Stored items:
■ ■ ■ ■

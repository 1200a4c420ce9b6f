//! POST-only DNS-over-HTTPS client.
//!
//! The transport owns the address set for its server and dials through the
//! retrying splitter, so even the DoH connection itself survives SNI-based
//! interference. HTTP/2 is preferred through ALPN and one connection is kept
//! pooled; servers that negotiate HTTP/1.1 get one-shot requests instead.

use std::net::{IpAddr, SocketAddr};
use std::sync::Arc;
use std::time::{Duration, Instant};

use async_trait::async_trait;
use bytes::Bytes;
use tokio::io::{AsyncReadExt, AsyncWriteExt};
use tokio_rustls::client::TlsStream;
use tokio_rustls::rustls::pki_types::ServerName;
use tokio_rustls::rustls::{ClientConfig, RootCertStore};
use tokio_rustls::TlsConnector;
use tracing::{debug, info, warn};
use url::Url;

use burrow_net::dialer::Dialer;
use burrow_net::retry::{dial_with_split_retry, Retrier};

use crate::error::{DohError, QueryStatus, Result};
use crate::ipmap::{IpMap, IpSet};
use crate::padding::add_edns_padding;

const MIME_TYPE: &str = "application/dns-message";
const USER_AGENT: &str = "Intra";

/// Wait up to three seconds for the TCP handshake to complete.
const DIAL_TIMEOUT: Duration = Duration::from_secs(3);

/// Summary of a DNS transaction, reported when it completes.
#[derive(Clone, Debug, Default)]
pub struct Summary {
    /// Response (or failure) latency in seconds.
    pub latency: f64,
    pub query: Vec<u8>,
    pub response: Vec<u8>,
    /// IP address of the server, empty if it could not be determined.
    pub server: String,
    /// A [`QueryStatus`] code.
    pub status: i32,
}

/// Receives a [`Summary`] once per query.
pub trait DohListener: Send + Sync {
    fn on_transaction(&self, summary: &Summary);
}

/// A DNS query transport. Exported at the embedder boundary, so it stays
/// minimal.
#[async_trait]
pub trait Transport: Send + Sync {
    /// Given a DNS query (including ID), returns a DNS response with
    /// matching ID, or an error if no response was received.
    async fn query(&self, q: &[u8]) -> Result<Vec<u8>>;

    /// The server URL this transport was initialized with.
    fn url(&self) -> &str;
}

struct HttpReply {
    status: u16,
    body: Vec<u8>,
    server: Option<IpAddr>,
}

/// One HTTP POST exchange. Split out so tests can substitute the network.
#[async_trait]
trait Exchange: Send + Sync {
    async fn round_trip(&self, body: Vec<u8>) -> Result<HttpReply>;
}

pub struct DohTransport {
    url: String,
    ips: Arc<IpSet>,
    listener: Option<Arc<dyn DohListener>>,
    exchange: Box<dyn Exchange>,
}

impl std::fmt::Debug for DohTransport {
    fn fmt(&self, f: &mut std::fmt::Formatter<'_>) -> std::fmt::Result {
        f.debug_struct("DohTransport").field("url", &self.url).finish_non_exhaustive()
    }
}

impl DohTransport {
    /// Build a transport for `rawurl`, seeding its address set with
    /// `bootstrap` entries (IP literals or host names) on top of a
    /// best-effort system resolution of the URL hostname.
    pub async fn new(
        rawurl: &str,
        bootstrap: &[String],
        listener: Option<Arc<dyn DohListener>>,
    ) -> Result<Self> {
        let parsed =
            Url::parse(rawurl).map_err(|e| DohError::Config(format!("invalid URL: {e}")))?;
        if parsed.scheme() != "https" {
            return Err(DohError::Config(format!(
                "bad scheme: {}",
                parsed.scheme()
            )));
        }
        let host = parsed
            .host_str()
            .ok_or_else(|| DohError::Config("URL has no host".to_string()))?
            .to_string();
        let port = parsed.port().unwrap_or(443);

        let map = IpMap::new();
        let ips = map.get(&host).await;
        for addr in bootstrap {
            ips.add(addr).await;
        }
        if ips.is_empty() {
            return Err(DohError::Config(format!("no IP addresses for {host}")));
        }

        let exchange = NetExchange::new(rawurl, host, port, Arc::clone(&ips))?;
        Ok(Self {
            url: rawurl.to_string(),
            ips,
            listener,
            exchange: Box::new(exchange),
        })
    }

    #[cfg(test)]
    fn with_exchange(
        url: &str,
        ips: Arc<IpSet>,
        listener: Option<Arc<dyn DohListener>>,
        exchange: Box<dyn Exchange>,
    ) -> Self {
        Self {
            url: url.to_string(),
            ips,
            listener,
            exchange,
        }
    }

    /// The transport's address set; the confirmed entry tracks the last
    /// server that completed a query.
    pub fn addresses(&self) -> Arc<IpSet> {
        Arc::clone(&self.ips)
    }

    async fn do_query(&self, q: &[u8]) -> (Result<Vec<u8>>, String) {
        if q.len() < 2 {
            return (Err(DohError::BadQuery(q.len())), String::new());
        }
        let (id0, id1) = (q[0], q[1]);

        // Zero the query ID so identical questions produce identical bodies.
        let mut body = q.to_vec();
        body[0] = 0;
        body[1] = 0;
        let body = match add_edns_padding(&body) {
            Ok(padded) => padded,
            Err(e) => {
                debug!(error = %e, "could not pad query, sending as-is");
                body
            }
        };

        let reply = match self.exchange.round_trip(body).await {
            Ok(reply) => reply,
            Err(e) => return (Err(e), String::new()),
        };
        let server = reply.server.map(|ip| ip.to_string()).unwrap_or_default();

        if !(200..300).contains(&reply.status) {
            return (Err(DohError::HttpStatus(reply.status)), server);
        }
        let mut response = reply.body;
        if response.len() < 2 {
            return (
                Err(DohError::BadResponse(format!(
                    "response length is {}",
                    response.len()
                ))),
                server,
            );
        }
        // Restore the query ID in place.
        response[0] = id0;
        response[1] = id1;

        // Record a working address for this server.
        if let Some(ip) = reply.server {
            self.ips.confirm(ip);
        }
        (Ok(response), server)
    }
}

#[async_trait]
impl Transport for DohTransport {
    async fn query(&self, q: &[u8]) -> Result<Vec<u8>> {
        let start = Instant::now();
        let (result, server) = self.do_query(q).await;
        if let Some(listener) = &self.listener {
            let status = match &result {
                Ok(_) => QueryStatus::Complete,
                Err(e) => e.status(),
            };
            listener.on_transaction(&Summary {
                latency: start.elapsed().as_secs_f64(),
                query: q.to_vec(),
                response: result.as_deref().unwrap_or_default().to_vec(),
                server,
                status: status.code(),
            });
        }
        result
    }

    fn url(&self) -> &str {
        &self.url
    }
}

#[derive(Clone)]
struct PooledH2 {
    send: h2::client::SendRequest<Bytes>,
    server: IpAddr,
}

/// The real network path: dial through the address set, TLS with ALPN, then
/// either a pooled h2 connection or a one-shot HTTP/1.1 request.
struct NetExchange {
    uri: http::Uri,
    host: String,
    port: u16,
    ips: Arc<IpSet>,
    dialer: Dialer,
    tls: TlsConnector,
    h2: tokio::sync::Mutex<Option<PooledH2>>,
}

impl NetExchange {
    fn new(rawurl: &str, host: String, port: u16, ips: Arc<IpSet>) -> Result<Self> {
        let uri: http::Uri = rawurl
            .parse()
            .map_err(|e| DohError::Config(format!("invalid URL: {e}")))?;

        let mut roots = RootCertStore::empty();
        roots.extend(webpki_roots::TLS_SERVER_ROOTS.iter().cloned());
        let mut config = ClientConfig::builder()
            .with_root_certificates(roots)
            .with_no_client_auth();
        config.alpn_protocols = vec![b"h2".to_vec(), b"http/1.1".to_vec()];

        Ok(Self {
            uri,
            host,
            port,
            ips,
            dialer: Dialer::with_timeout(DIAL_TIMEOUT),
            tls: TlsConnector::from(Arc::new(config)),
            h2: tokio::sync::Mutex::new(None),
        })
    }

    /// Multi-IP fallback dial: confirmed address first, then the rest of the
    /// set in insertion order. Every attempt goes through the retrying
    /// splitter so the TLS ClientHello to the DoH server is protected too.
    async fn dial(&self) -> Result<(Retrier, IpAddr)> {
        let confirmed = self.ips.confirmed();
        if let Some(ip) = confirmed {
            debug!(%ip, "trying confirmed address");
            match dial_with_split_retry(&self.dialer, SocketAddr::new(ip, self.port), None).await {
                Ok(conn) => return Ok((conn, ip)),
                Err(e) => {
                    debug!(%ip, error = %e, "confirmed address failed");
                    self.ips.disconfirm(ip);
                }
            }
        }
        let mut last_err: Option<std::io::Error> = None;
        for ip in self.ips.all() {
            if Some(ip) == confirmed {
                // Don't try this address twice.
                continue;
            }
            match dial_with_split_retry(&self.dialer, SocketAddr::new(ip, self.port), None).await {
                Ok(conn) => {
                    info!(%ip, "found working address");
                    return Ok((conn, ip));
                }
                Err(e) => {
                    debug!(%ip, error = %e, "address failed");
                    last_err = Some(e);
                }
            }
        }
        Err(match last_err {
            Some(e) => DohError::SendFailed(e.to_string()),
            None => DohError::SendFailed("no addresses to dial".to_string()),
        })
    }

    async fn connect_tls(&self) -> Result<(TlsStream<Retrier>, IpAddr)> {
        let (conn, ip) = self.dial().await?;
        let name = ServerName::try_from(self.host.clone())
            .map_err(|e| DohError::Config(format!("invalid server name: {e}")))?;
        let stream = self
            .tls
            .connect(name, conn)
            .await
            .map_err(|e| DohError::SendFailed(format!("TLS handshake failed: {e}")))?;
        Ok((stream, ip))
    }

    async fn h2_request(
        &self,
        send: h2::client::SendRequest<Bytes>,
        server: IpAddr,
        body: &[u8],
    ) -> Result<HttpReply> {
        let mut send = send
            .ready()
            .await
            .map_err(|e| DohError::SendFailed(e.to_string()))?;
        let request = http::Request::builder()
            .method(http::Method::POST)
            .uri(self.uri.clone())
            .header(http::header::CONTENT_TYPE, MIME_TYPE)
            .header(http::header::ACCEPT, MIME_TYPE)
            .header(http::header::USER_AGENT, USER_AGENT)
            .header(http::header::CONTENT_LENGTH, body.len())
            .body(())
            .map_err(|e| DohError::Internal(e.to_string()))?;

        let (response, mut stream) = send
            .send_request(request, false)
            .map_err(|e| DohError::SendFailed(e.to_string()))?;
        stream
            .send_data(Bytes::copy_from_slice(body), true)
            .map_err(|e| DohError::SendFailed(e.to_string()))?;

        let response = response
            .await
            .map_err(|e| DohError::SendFailed(e.to_string()))?;
        let status = response.status().as_u16();
        let mut recv = response.into_body();
        let mut out = Vec::new();
        while let Some(chunk) = futures::future::poll_fn(|cx| recv.poll_data(cx)).await {
            let chunk = chunk.map_err(|e| DohError::BadResponse(e.to_string()))?;
            out.extend_from_slice(&chunk);
            let _ = recv.flow_control().release_capacity(chunk.len());
        }
        Ok(HttpReply {
            status,
            body: out,
            server: Some(server),
        })
    }

    /// One-shot request in HTTP/1.1 framing for servers that refuse h2.
    async fn http1_request(
        &self,
        mut stream: TlsStream<Retrier>,
        server: IpAddr,
        body: &[u8],
    ) -> Result<HttpReply> {
        let path = self
            .uri
            .path_and_query()
            .map(|p| p.as_str())
            .unwrap_or("/");
        let head = format!(
            "POST {path} HTTP/1.1\r\n\
             Host: {host}\r\n\
             Content-Type: {MIME_TYPE}\r\n\
             Accept: {MIME_TYPE}\r\n\
             User-Agent: {USER_AGENT}\r\n\
             Content-Length: {len}\r\n\
             Connection: close\r\n\r\n",
            host = self.host,
            len = body.len(),
        );
        stream
            .write_all(head.as_bytes())
            .await
            .map_err(|e| DohError::SendFailed(e.to_string()))?;
        stream
            .write_all(body)
            .await
            .map_err(|e| DohError::SendFailed(e.to_string()))?;

        let mut raw = Vec::new();
        stream
            .read_to_end(&mut raw)
            .await
            .map_err(|e| DohError::BadResponse(e.to_string()))?;

        let header_end = find_subsequence(&raw, b"\r\n\r\n")
            .ok_or_else(|| DohError::BadResponse("truncated HTTP response".to_string()))?;
        let head = String::from_utf8_lossy(&raw[..header_end]);
        let status = head
            .lines()
            .next()
            .and_then(|line| line.split_whitespace().nth(1))
            .and_then(|code| code.parse::<u16>().ok())
            .ok_or_else(|| DohError::BadResponse("malformed status line".to_string()))?;
        Ok(HttpReply {
            status,
            body: raw[header_end + 4..].to_vec(),
            server: Some(server),
        })
    }
}

#[async_trait]
impl Exchange for NetExchange {
    async fn round_trip(&self, body: Vec<u8>) -> Result<HttpReply> {
        // Reuse the pooled h2 connection while it stays healthy.
        let pooled = self.h2.lock().await.clone();
        if let Some(p) = pooled {
            match self.h2_request(p.send, p.server, &body).await {
                Ok(reply) => return Ok(reply),
                Err(e) => {
                    warn!(error = %e, "pooled connection failed, re-dialing");
                    *self.h2.lock().await = None;
                }
            }
        }

        let (stream, ip) = self.connect_tls().await?;
        let is_h2 = stream.get_ref().1.alpn_protocol() == Some(b"h2".as_slice());
        if !is_h2 {
            return self.http1_request(stream, ip, &body).await;
        }

        let (send, connection) = h2::client::handshake(stream)
            .await
            .map_err(|e| DohError::SendFailed(e.to_string()))?;
        tokio::spawn(async move {
            if let Err(e) = connection.await {
                debug!("h2 connection terminated: {e}");
            }
        });
        let reply = self.h2_request(send.clone(), ip, &body).await?;
        *self.h2.lock().await = Some(PooledH2 { send, server: ip });
        Ok(reply)
    }
}

fn find_subsequence(haystack: &[u8], needle: &[u8]) -> Option<usize> {
    haystack
        .windows(needle.len())
        .position(|window| window == needle)
}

■ ■ ■ ■

● TO DO
Which lines should be output? Exactly those from the first line of the data through the line containing "once per query.", inclusive.

● RESULT
repository 1200a4c420ce9b6f
//! POST-only DNS-over-HTTPS client.
//!
//! The transport owns the address set for its server and dials through the
//! retrying splitter, so even the DoH connection itself survives SNI-based
//! interference. HTTP/2 is preferred through ALPN and one connection is kept
//! pooled; servers that negotiate HTTP/1.1 get one-shot requests instead.

use std::net::{IpAddr, SocketAddr};
use std::sync::Arc;
use std::time::{Duration, Instant};

use async_trait::async_trait;
use bytes::Bytes;
use tokio::io::{AsyncReadExt, AsyncWriteExt};
use tokio_rustls::client::TlsStream;
use tokio_rustls::rustls::pki_types::ServerName;
use tokio_rustls::rustls::{ClientConfig, RootCertStore};
use tokio_rustls::TlsConnector;
use tracing::{debug, info, warn};
use url::Url;

use burrow_net::dialer::Dialer;
use burrow_net::retry::{dial_with_split_retry, Retrier};

use crate::error::{DohError, QueryStatus, Result};
use crate::ipmap::{IpMap, IpSet};
use crate::padding::add_edns_padding;

const MIME_TYPE: &str = "application/dns-message";
const USER_AGENT: &str = "Intra";

/// Wait up to three seconds for the TCP handshake to complete.
const DIAL_TIMEOUT: Duration = Duration::from_secs(3);

/// Summary of a DNS transaction, reported when it completes.
#[derive(Clone, Debug, Default)]
pub struct Summary {
    /// Response (or failure) latency in seconds.
    pub latency: f64,
    pub query: Vec<u8>,
    pub response: Vec<u8>,
    /// IP address of the server, empty if it could not be determined.
    pub server: String,
    /// A [`QueryStatus`] code.
    pub status: i32,
}

/// Receives a [`Summary`] once per query.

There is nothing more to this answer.